Our clients, past and current, have come from a wide range of backgrounds, including AUSAs from the Southern and Eastern Districts of New York, the District of Columbia or other parts of the country; ADAs from District Attorney’s Offices in Manhattan, Brooklyn and other counties of New York; Counsel with New York City or State Departments such as NYC’s Department of Investigation, New York State’s Department of Financial Services, NYC’s Rackets Bureau or other positions; as well as lawyers coming from the US Department of Justice, including the Frauds Section or work as Independent Counsel.
And on the defense side, we’ve launched projects for private-practice lawyers emerging from the Federal Defenders of New York, the Legal Aid Society of New York, and similar offices in different parts of the country.
You are entitled to an attorney website
If you are leaving public service to start a new law firm, you will have a lot on your plate: planning on and selecting office space, insurance, (and employees – if not now, somewhere along your timeline). For many boutique law firms, planning your marketing efforts, and the design of a website in particular, come at or near the beginning. After all, expressing the nature of your practice and services will be key to winning business. It translates directly to the structure and design of your site. In fact, more than one client has suggested that their website was the template for the practice itself.

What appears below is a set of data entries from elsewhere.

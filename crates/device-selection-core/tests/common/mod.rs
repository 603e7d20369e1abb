//! Catalog builders shared by the integration tests.

#![allow(dead_code)]

use device_selection_core::primitives::{CONTROLLING_FUNCTION_PREFIX, MEASURING_FUNCTION_PREFIX};
use device_selection_core::{
    Aspect, AspectIndex, Content, ContentVariable, Device, DeviceType, Function, FunctionIndex,
    Interaction, Service, ServiceGroup,
};

pub fn measuring(name: &str) -> String {
    format!("{}{}", MEASURING_FUNCTION_PREFIX, name)
}

pub fn controlling(name: &str) -> String {
    format!("{}{}", CONTROLLING_FUNCTION_PREFIX, name)
}

pub fn functions(ids: &[String]) -> FunctionIndex {
    let functions: Vec<Function> = ids
        .iter()
        .map(|id| Function {
            id: id.clone(),
            ..Function::default()
        })
        .collect();
    FunctionIndex::build(&functions, &[])
}

/// `air → {inside_air, outside_air → {morning, evening}}` and
/// `device → {cpu, gpu, case}`.
pub fn aspects() -> AspectIndex {
    AspectIndex::build(&[
        Aspect::new("air", "Air").with_children(vec![
            Aspect::new("inside_air", "Inside Air"),
            Aspect::new("outside_air", "Outside Air").with_children(vec![
                Aspect::new("morning", "Morning"),
                Aspect::new("evening", "Evening"),
            ]),
        ]),
        Aspect::new("device", "Device").with_children(vec![
            Aspect::new("cpu", "CPU"),
            Aspect::new("gpu", "GPU"),
            Aspect::new("case", "Case"),
        ]),
    ])
}

/// An unannotated structure variable.
pub fn node(name: &str, children: Vec<ContentVariable>) -> ContentVariable {
    ContentVariable {
        name: name.into(),
        value_type: "https://schema.org/StructuredValue".into(),
        sub_content_variables: children,
        ..ContentVariable::default()
    }
}

/// An annotated leaf.
pub fn leaf(name: &str, function_id: &str, aspect_id: &str) -> ContentVariable {
    ContentVariable {
        name: name.into(),
        value_type: "https://schema.org/Float".into(),
        function_id: function_id.into(),
        aspect_id: aspect_id.into(),
        ..ContentVariable::default()
    }
}

/// A scalar leaf with a preset value.
pub fn scalar(name: &str, value: serde_json::Value, characteristic_id: &str) -> ContentVariable {
    ContentVariable {
        name: name.into(),
        value_type: "https://schema.org/Integer".into(),
        characteristic_id: characteristic_id.into(),
        value: Some(value),
        ..ContentVariable::default()
    }
}

pub fn content(variable: ContentVariable) -> Content {
    Content {
        content_variable: variable,
        serialization: "json".into(),
        ..Content::default()
    }
}

pub struct ServiceBuilder(Service);

impl ServiceBuilder {
    pub fn new(id: &str) -> Self {
        Self(Service {
            id: id.into(),
            local_id: id.into(),
            name: id.into(),
            interaction: Interaction::Request,
            protocol_id: "urn:protocol:mqtt".into(),
            service_group_key: String::new(),
            inputs: vec![],
            outputs: vec![],
        })
    }

    pub fn interaction(mut self, interaction: Interaction) -> Self {
        self.0.interaction = interaction;
        self
    }

    pub fn group(mut self, key: &str) -> Self {
        self.0.service_group_key = key.into();
        self
    }

    pub fn input(mut self, variable: ContentVariable) -> Self {
        self.0.inputs.push(content(variable));
        self
    }

    pub fn output(mut self, variable: ContentVariable) -> Self {
        self.0.outputs.push(content(variable));
        self
    }

    pub fn build(self) -> Service {
        self.0
    }
}

pub fn device_type(id: &str, device_class_id: &str, services: Vec<Service>) -> DeviceType {
    DeviceType {
        id: id.into(),
        name: id.into(),
        device_class_id: device_class_id.into(),
        service_groups: vec![],
        services,
    }
}

pub fn with_groups(mut dt: DeviceType, groups: &[(&str, &str)]) -> DeviceType {
    dt.service_groups = groups
        .iter()
        .map(|(key, name)| ServiceGroup {
            key: (*key).into(),
            name: (*name).into(),
        })
        .collect();
    dt
}

pub fn device(id: &str, name: &str, device_type_id: &str) -> Device {
    Device {
        id: id.into(),
        local_id: format!("{}_local", id),
        name: name.into(),
        device_type_id: device_type_id.into(),
        owner_id: "owner".into(),
    }
}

Relatedly, you’ll need to decide **who** should design your website. There are several types of vendors, including large legal service providers that offer some level of website design alongside other services; in some cases these websites come with restrictions that seem odd, for instance the absence of clickable email links in attorney bios. Obviously, if you are reading our blog, you will know that we would be interested in hearing about your project.
Benefits of working with a boutique web designer
DLS Design has been designing websites and branding for law firms for a long time. We can draw on long experience with former prosecutors becoming private practice lawyers. And, we know how to simplify what may look like a complex process, the design and implementation of a law firm site. Attorneys appreciate this because their work also depends on simplifying complex cases for their own clients.
We’d be happy to tell you about our disciplined creative process, and the steps in launching your new firm’s website and brand identity. At its core, this involves simple steps:
– learning about your firm
– showing you design concepts
– helping you organize content
– building the website
– launching the website
– promoting the website
We can also assist in helping you find a good domain, and registering it.
As an independent design studio, we tend to identify with boutique law firms. Of course we are not lawyers, but entrepreneurially speaking, we are alike in appreciating the flexibility of having our own business. When need be, we can all take advantage of the agility to make decisions quickly, and value our freedom from limitations that might be imposed by a larger organization. This informs our approach to helping launch a small law firm, whether started by former prosecutors, or any type of lawyer.